NB: The information presented here has been taken from the AU Course Catalogue.

This page should be viewed as indicative, rather than definitive. In the case of any errors, the official AU version is binding.

Overview

The purpose of this course is to familiarize students with the tools and techniques used to explore questions about culture through the use of digitized textual data. After taking this course, students will be able to; A) understand how text mining and text analytics are employed in humanities research; B) communicate the advantages and the challenges of quantitative and computationally-assisted approaches to texts; and C) apply relevant methods of textual analysis to research questions in their primary academic field and present the results.

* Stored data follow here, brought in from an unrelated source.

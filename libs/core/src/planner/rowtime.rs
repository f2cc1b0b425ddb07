use crate::dataset::SchemaRef;
use crate::error::ScanError;
use crate::watermark::WatermarkStrategy;

/// The rowtime attribute as declared by the source definition: the name of
/// the event-time field and the strategy used to derive watermarks from it.
#[derive(Debug, Clone)]
pub struct RowtimeDeclaration {
    pub attribute_name: String,
    pub strategy: WatermarkStrategy,
}

impl RowtimeDeclaration {
    pub fn new(attribute_name: impl Into<String>, strategy: WatermarkStrategy) -> Self {
        Self {
            attribute_name: attribute_name.into(),
            strategy,
        }
    }
}

/// A resolved rowtime attribute: the declaration plus the zero-based
/// position of the field in the internal row. Resolved once at pipeline
/// assembly, immutable afterwards.
#[derive(Debug, Clone)]
pub struct RowtimeDescriptor {
    pub attribute_name: String,
    pub field_index: usize,
    pub strategy: WatermarkStrategy,
}

/// Locates the declared rowtime attribute inside the internal schema.
///
/// A source that declares no rowtime attribute yields `Ok(None)`; the
/// incoming stream is then expected to already carry watermarks and the
/// scan attaches none.
pub fn resolve_rowtime(
    declaration: Option<RowtimeDeclaration>,
    schema: &SchemaRef,
) -> Result<Option<RowtimeDescriptor>, ScanError> {
    let declaration = match declaration {
        Some(declaration) => declaration,
        None => return Ok(None),
    };

    let (field_index, _) = schema
        .field(None, &declaration.attribute_name)
        .ok_or_else(|| {
            ScanError::schema_mismatch(format!(
                "rowtime attribute '{}' does not exist in the schema",
                declaration.attribute_name
            ))
        })?;

    Ok(Some(RowtimeDescriptor {
        attribute_name: declaration.attribute_name,
        field_index,
        strategy: declaration.strategy,
    }))
}
use serde::{Deserialize, Serialize};

use crate::Scalar;

/// The engine's internal tuple representation. A row is positional; field
/// names and types live in the accompanying schema.
#[derive(Debug, Clone, Default, PartialEq, Serialize, Deserialize)]
pub struct Row {
    values: Vec<Scalar>,
}

impl Row {
    pub fn new(values: Vec<Scalar>) -> Self {
        Self { values }
    }

    #[inline]
    pub fn value(&self, index: usize) -> Option<&Scalar> {
        self.values.get(index)
    }

    #[inline]
    pub fn values(&self) -> &[Scalar] {
        &self.values
    }

    #[inline]
    pub fn len(&self) -> usize {
        self.values.len()
    }

    #[inline]
    pub fn is_empty(&self) -> bool {
        self.values.is_empty()
    }

    /// Reads the field at `index` as an event-time value in epoch
    /// milliseconds.
    #[inline]
    pub fn timestamp_millis(&self, index: usize) -> Option<i64> {
        self.values.get(index).and_then(Scalar::to_timestamp_millis)
    }

    /// Reads the field at `index` as a raw 64-bit integer.
    #[inline]
    pub fn raw_long(&self, index: usize) -> Option<i64> {
        self.values.get(index).and_then(Scalar::to_raw_long)
    }
}

impl From<Vec<Scalar>> for Row {
    fn from(values: Vec<Scalar>) -> Self {
        Self::new(values)
    }
}

#[cfg(test)]
mod tests {
    use super::*;

    #[test]
    fn test_accessors() {
        let row = Row::new(vec![
            Scalar::Int32(1),
            Scalar::from("x"),
            Scalar::Timestamp(100),
        ]);

        assert_eq!(row.len(), 3);
        assert_eq!(row.value(0), Some(&Scalar::Int32(1)));
        assert_eq!(row.timestamp_millis(2), Some(100));
        assert_eq!(row.raw_long(2), Some(100));
        assert_eq!(row.timestamp_millis(1), None);
        assert_eq!(row.value(3), None);
    }
}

The course provides an introduction to language and text analytics in theory and in practice, and introduces historical, philosophical, and technological perspectives on this growing field.

Written text is a central focus of scholarship in many areas of humanities and social sciences, and the large-scale digitization of texts and computational text mining tools offer unprecedented opportunities for pattern extraction and quantitative analysis. Emerging over the last two decades, text analytics draws on recent advances in computational linguistics, information retrieval, and machine learning. We will cover the central approaches used in contemporary research. We will engage with ongoing debates surrounding the role of text analytics in the humanities and social science, and its relationship to traditional methods (e.g. logical analysis, discourse analysis, genre analysis, etc) for analysing texts.

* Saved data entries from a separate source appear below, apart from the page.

// Dweve Perfsuite - Benchmark Suite Inspection Toolkit
//
// Copyright (c) 2025 Dweve IP B.V. and individual contributors.
//
// SPDX-License-Identifier: Apache-2.0
//
// Licensed under the Apache License, Version 2.0 (the "License");
// you may not use this file except in compliance with the License.
// You may obtain a copy of the License in the LICENSE file at the
// root of this repository or at: http://www.apache.org/licenses/LICENSE-2.0
//
// Unless required by applicable law or agreed to in writing, software
// distributed under the License is distributed on an "AS IS" BASIS,
// WITHOUT WARRANTIES OR CONDITIONS OF ANY KIND, either express or implied.
// See the License for the specific language governing permissions and
// limitations under the License.

//! Suite editing command.

use crate::commands::{self, ConvertOptions};
use crate::error::CliError;
use clap::Subcommand;
use std::path::PathBuf;

#[derive(Subcommand)]
pub enum ConvertCommands {
    /// Modify a suite file and write the result
    ///
    /// Edits are applied in a fixed order: add runs, select benchmarks,
    /// select runs, remove warmups, update then extract metadata, remove
    /// all metadata and finally remove outliers.
    Convert {
        /// Input suite file
        #[arg(value_name = "FILE")]
        input: PathBuf,

        /// Output file (gzip compressed when it ends with .gz)
        #[arg(short, long, value_name = "FILE", conflicts_with = "stdout")]
        output: Option<PathBuf>,

        /// Write the result to stdout
        #[arg(long)]
        stdout: bool,

        /// Pretty-print the JSON output
        #[arg(long)]
        indent: bool,

        /// Add the runs of another suite file
        #[arg(long, value_name = "FILE")]
        add: Option<PathBuf>,

        /// Only keep the benchmark with this name
        #[arg(long, value_name = "NAME", conflicts_with = "exclude_benchmark")]
        include_benchmark: Option<String>,

        /// Remove the benchmark with this name
        #[arg(long, value_name = "NAME")]
        exclude_benchmark: Option<String>,

        /// Only keep these runs, e.g. 1-3,7 (1 is the first run)
        #[arg(long, value_name = "RUNS", conflicts_with = "exclude_runs")]
        include_runs: Option<String>,

        /// Remove these runs
        #[arg(long, value_name = "RUNS")]
        exclude_runs: Option<String>,

        /// Remove the warmup samples
        #[arg(long)]
        remove_warmups: bool,

        /// Set metadata, e.g. KEY1=VALUE1,KEY2=VALUE2
        #[arg(long, value_name = "METADATA")]
        update_metadata: Option<String>,

        /// Use the metadata NAME as the new samples
        #[arg(long, value_name = "NAME")]
        extract_metadata: Option<String>,

        /// Remove all metadata except the benchmark names
        #[arg(long)]
        remove_all_metadata: bool,

        /// Remove runs with a sample too far from the median
        #[arg(long)]
        remove_outliers: bool,
    },
}

impl ConvertCommands {
    pub fn execute(self) -> Result<(), CliError> {
        match self {
            ConvertCommands::Convert {
                input,
                output,
                stdout,
                indent,
                add,
                include_benchmark,
                exclude_benchmark,
                include_runs,
                exclude_runs,
                remove_warmups,
                update_metadata,
                extract_metadata,
                remove_all_metadata,
                remove_outliers,
            } => commands::convert(
                &input,
                &ConvertOptions {
                    add,
                    include_benchmark,
                    exclude_benchmark,
                    include_runs,
                    exclude_runs,
                    remove_warmups,
                    update_metadata,
                    extract_metadata,
                    remove_all_metadata,
                    remove_outliers,
                    indent,
                    output,
                    stdout,
                },
            ),
        }
    }
}
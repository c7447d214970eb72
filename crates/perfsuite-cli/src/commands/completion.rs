// Dweve Perfsuite - Benchmark Suite Inspection Toolkit
//
// Copyright (c) 2025 Dweve IP B.V. and individual contributors.
//
// SPDX-License-Identifier: Apache-2.0
//
// Licensed under the Apache License, Version 2.0 (the "License");
// you may not use this file except in compliance with the License.
// You may obtain a copy of the License in the LICENSE file at the
// root of this repository or at: http://www.apache.org/licenses/LICENSE-2.0
//
// Unless required by applicable law or agreed to in writing, software
// distributed under the License is distributed on an "AS IS" BASIS,
// WITHOUT WARRANTIES OR CONDITIONS OF ANY KIND, either express or implied.
// See the License for the specific language governing permissions and
// limitations under the License.

//! Shell completion generation

use clap::Command;
use clap_complete::{generate, Generator};
use std::io;

/// Write the completion script for `cmd` to stdout.
///
/// ```no_run
/// use clap::Command;
/// use clap_complete::shells::Bash;
/// use perfsuite_cli::commands::generate_completion_for_command;
///
/// let mut cmd = Command::new("perfsuite");
/// generate_completion_for_command(Bash, &mut cmd);
/// ```
pub fn generate_completion_for_command<G: Generator>(generator: G, cmd: &mut Command) {
    let name = cmd.get_name().to_string();
    generate(generator, cmd, name, &mut io::stdout());
}

/// Shell-specific instructions for enabling completions.
///
/// Shell names are case-insensitive; unknown shells yield
/// `"Unsupported shell"`.
///
/// ```
/// use perfsuite_cli::commands::print_installation_instructions;
///
/// assert!(print_installation_instructions("bash").contains("bash"));
/// assert_eq!(print_installation_instructions("tcsh"), "Unsupported shell");
/// ```
pub fn print_installation_instructions(shell: &str) -> String {
    match shell.to_lowercase().as_str() {
        "bash" => {
            r#"# Bash completion installation:

# For current session only:
eval "$(perfsuite completion bash)"

# For persistent installation, add to your ~/.bashrc:
echo 'eval "$(perfsuite completion bash)"' >> ~/.bashrc

# Or save to completions directory:
perfsuite completion bash > ~/.local/share/bash-completion/completions/perfsuite
"#
        }
        "zsh" => {
            r#"# Zsh completion installation:

# For current session only:
eval "$(perfsuite completion zsh)"

# Or save to completions directory (ensure directory is in $fpath):
perfsuite completion zsh > ~/.zsh/completions/_perfsuite
"#
        }
        "fish" => {
            r#"# Fish completion installation:

perfsuite completion fish > ~/.config/fish/completions/perfsuite.fish
"#
        }
        "powershell" | "pwsh" => {
            r#"# PowerShell completion installation:

# Add this line to your PowerShell profile ($PROFILE):
perfsuite completion powershell | Out-String | Invoke-Expression
"#
        }
        "elvish" => {
            r#"# Elvish completion installation:

# Add to your ~/.elvish/rc.elv:
eval (perfsuite completion elvish)
"#
        }
        _ => "Unsupported shell",
    }
    .to_string()
}
// Dweve Perfsuite - Benchmark Suite Inspection Toolkit
//
// Copyright (c) 2025 Dweve IP B.V. and individual contributors.
//
// SPDX-License-Identifier: Apache-2.0
//
// Licensed under the Apache License, Version 2.0 (the "License");
// you may not use this file except in compliance with the License.
// You may obtain a copy of the License in the LICENSE file at the
// root of this repository or at: http://www.apache.org/licenses/LICENSE-2.0
//
// Unless required by applicable law or agreed to in writing, software
// distributed under the License is distributed on an "AS IS" BASIS,
// WITHOUT WARRANTIES OR CONDITIONS OF ANY KIND, either express or implied.
// See the License for the specific language governing permissions and
// limitations under the License.

//! Compare command - speed of the benchmarks shared by several suites

use super::{load_suites, print_lines, report_diagnostics};
use crate::error::CliError;
use perfsuite_core::format::format_mean_stdev;
use perfsuite_core::{
    compare_suites, CompareMode, CompareOptions, CompareReport, CompareRow, Diagnostics,
    GroupedChange, Speed, SpeedChange, SpeedGroups, SuiteCollection, Verdict,
};
use std::path::PathBuf;

/// Output switches of `compare` and `compare-to`.
#[derive(Debug, Clone, Copy, Default)]
pub struct CompareDisplay {
    /// Hide benchmarks whose change is not significant.
    pub quiet: bool,
    /// List not significant changes and every compared pair.
    pub verbose: bool,
}

/// Compare the suites loaded from `files` and print the result.
pub fn compare(
    files: &[PathBuf],
    name: Option<&str>,
    options: &CompareOptions,
    display: CompareDisplay,
) -> Result<(), CliError> {
    let data = load_suites(files, name)?;
    let mut diagnostics = Diagnostics::new();
    let report = compare_suites(&data, options, &mut diagnostics)?;

    let mut lines = compare_lines(&report, display);
    let ignored = ignored_lines(&data);
    if !lines.is_empty() && !ignored.is_empty() {
        lines.push(String::new());
    }
    lines.extend(ignored);

    print_lines(&lines)?;
    report_diagnostics(&diagnostics);
    Ok(())
}

fn timing_text(row: &CompareRow, suite: usize) -> String {
    match row.timings.get(suite).and_then(|t| t.timing) {
        Some(timing) => format_mean_stdev(timing.mean, timing.stdev),
        None => "<not enough data>".to_string(),
    }
}

fn change_text(change: &SpeedChange) -> String {
    format!("{} ({:+.0}%)", change.describe(), change.percent)
}

fn is_significant(change: &SpeedChange) -> bool {
    change.speed != Speed::Same
}

/// Render a comparison report.
pub fn compare_lines(report: &CompareReport, display: CompareDisplay) -> Vec<String> {
    if let Some(groups) = &report.groups {
        return grouped_lines(report, groups, display.verbose);
    }

    let mut lines = Vec::new();
    for row in &report.rows {
        let row_lines = match (&row.verdict, report.mode) {
            (Verdict::NotEnoughData, _) => {
                vec![format!("{}: not enough data to compare", row.name)]
            }
            (Verdict::Changes(changes), CompareMode::Baseline) => {
                if display.quiet && !changes.iter().any(is_significant) {
                    continue;
                }
                baseline_lines(report, row, changes)
            }
            (Verdict::Changes(changes), CompareMode::Ranked) => {
                match ranked_lines(report, row, changes, display) {
                    Some(lines) => lines,
                    None => continue,
                }
            }
        };
        if row_lines.len() > 1 && !lines.is_empty() {
            lines.push(String::new());
        }
        lines.extend(row_lines);
    }
    lines
}

fn baseline_lines(
    report: &CompareReport,
    row: &CompareRow,
    changes: &[SpeedChange],
) -> Vec<String> {
    let reference = &report.labels[0];
    if let [change] = changes {
        return vec![format!(
            "{}: Mean +- std dev: [{}] {} -> [{}] {}: {}",
            row.name,
            reference,
            timing_text(row, 0),
            report.labels[change.changed],
            timing_text(row, change.changed),
            change_text(change)
        )];
    }

    let mut lines = vec![format!(
        "{}: Mean +- std dev: [{}] {}",
        row.name,
        reference,
        timing_text(row, 0)
    )];
    for change in changes {
        lines.push(format!(
            "  -> [{}] {}: {}",
            report.labels[change.changed],
            timing_text(row, change.changed),
            change_text(change)
        ));
    }
    lines
}

/// `None` when quiet and nothing differs significantly from the fastest.
fn ranked_lines(
    report: &CompareReport,
    row: &CompareRow,
    changes: &[SpeedChange],
    display: CompareDisplay,
) -> Option<Vec<String>> {
    let (&fastest, others) = row.ranking.split_first()?;
    let mean_of = |suite: usize| row.timings[suite].timing.map_or(f64::NAN, |t| t.mean);

    let relative: Vec<(usize, SpeedChange)> = others
        .iter()
        .map(|&suite| {
            let change = SpeedChange::between(
                fastest,
                suite,
                mean_of(fastest),
                mean_of(suite),
                report.min_speed,
            );
            (suite, change)
        })
        .collect();
    if display.quiet && !relative.iter().any(|(_, c)| is_significant(c)) {
        return None;
    }

    let mut lines = vec![format!(
        "{}: [{}] {} is the fastest",
        row.name,
        report.labels[fastest],
        timing_text(row, fastest)
    )];
    for (suite, change) in &relative {
        lines.push(format!(
            "  [{}] {}: {}",
            report.labels[*suite],
            timing_text(row, *suite),
            change_text(change)
        ));
    }
    if display.verbose {
        for change in changes {
            lines.push(format!(
                "  [{}] -> [{}]: {}",
                report.labels[change.reference],
                report.labels[change.changed],
                change_text(change)
            ));
        }
    }
    Some(lines)
}

fn grouped_lines(report: &CompareReport, groups: &SpeedGroups, verbose: bool) -> Vec<String> {
    let mut sections: Vec<Vec<String>> = Vec::new();

    let mut bucket = |title: &str, entries: &[GroupedChange]| {
        if entries.is_empty() {
            return;
        }
        let mut lines = vec![format!("{} ({}):", title, entries.len())];
        for entry in entries {
            let Some(row) = report.rows.iter().find(|r| r.name == entry.name) else {
                continue;
            };
            lines.push(format!(
                "- {}: {} -> {}: {}",
                entry.name,
                timing_text(row, entry.change.reference),
                timing_text(row, entry.change.changed),
                change_text(&entry.change)
            ));
        }
        sections.push(lines);
    };
    bucket("Faster", &groups.faster);
    bucket("Slower", &groups.slower);
    if verbose {
        bucket("Same speed", &groups.same);
    }

    if !verbose && !groups.same.is_empty() {
        let names: Vec<&str> = groups.same.iter().map(|e| e.name.as_str()).collect();
        sections.push(vec![format!(
            "Benchmark hidden because not significant ({}): {}",
            names.len(),
            names.join(", ")
        )]);
    }

    let missing: Vec<&str> = report
        .rows
        .iter()
        .filter(|r| r.verdict == Verdict::NotEnoughData)
        .map(|r| r.name.as_str())
        .collect();
    if !missing.is_empty() {
        sections.push(vec![format!(
            "Not enough data ({}): {}",
            missing.len(),
            missing.join(", ")
        )]);
    }

    sections.join(&String::new())
}

/// One line per suite listing the benchmarks left out of the comparison.
pub fn ignored_lines(data: &SuiteCollection) -> Vec<String> {
    data.group_by_name_ignored()
        .into_iter()
        .map(|ignored| {
            let names: Vec<&str> = ignored.benchmarks.iter().map(|b| b.display_name()).collect();
            format!(
                "Ignored benchmarks ({}) of {}: {}",
                names.len(),
                ignored.label,
                names.join(", ")
            )
        })
        .collect()
}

This course will enable students to critically engage with the digitalization revolution in text analytics, and its implications across research disciplines. At the same time, students will gain methodological skills which are valued in both academic research and in the labour market.

Academic Objectives

In the evaluation of the student’s performance, emphasis is placed on the extent to which the student is able to:

  1. Knowledge:
    • contrast strengths and weaknesses of automated text analysis, compared to more traditional text analysis methods, across different use contexts
    • discuss different types of linguistic data and their affordances for automated data analysis
    • explain how language and text analytics bears on central research questions in the humanities, and its relation to traditional methods
  2. Skills:
    • conduct original research using computationally-assisted analysis of digital language data.
  3. Competences:
    • critically reflect on the role of text analytics in the students’ primary field
    • independently identify relevant analytical features of digital language data for an original research question.

Course Assessment

The exam consists of a portfolio containing a number of assignments. The portfolio will consist of 5-7 assignments. The number of assignments as well as their form and length will be announced at the start of the semester. The portfolio may include products. Depending on their length, and subject to the teacher’s approval, these products can replace some of the standard pages in the portfolio.

Participation

Students will be expected to complete the in-class assignments in order to progress to the examination. These assignments are designed first and foremost to develop skills rather than “prove” you have learned concepts.

I encourage you to communicate and work together, so long as you write and explain your code yourself and do not copy work wholesale. You can learn a lot from replicating others’ code but you will learn nothing if you copy it without knowing how it works.

Schedule

Each course session (1-13) is four hours long, consisting of a two-hour lecture and two-hour code-along session.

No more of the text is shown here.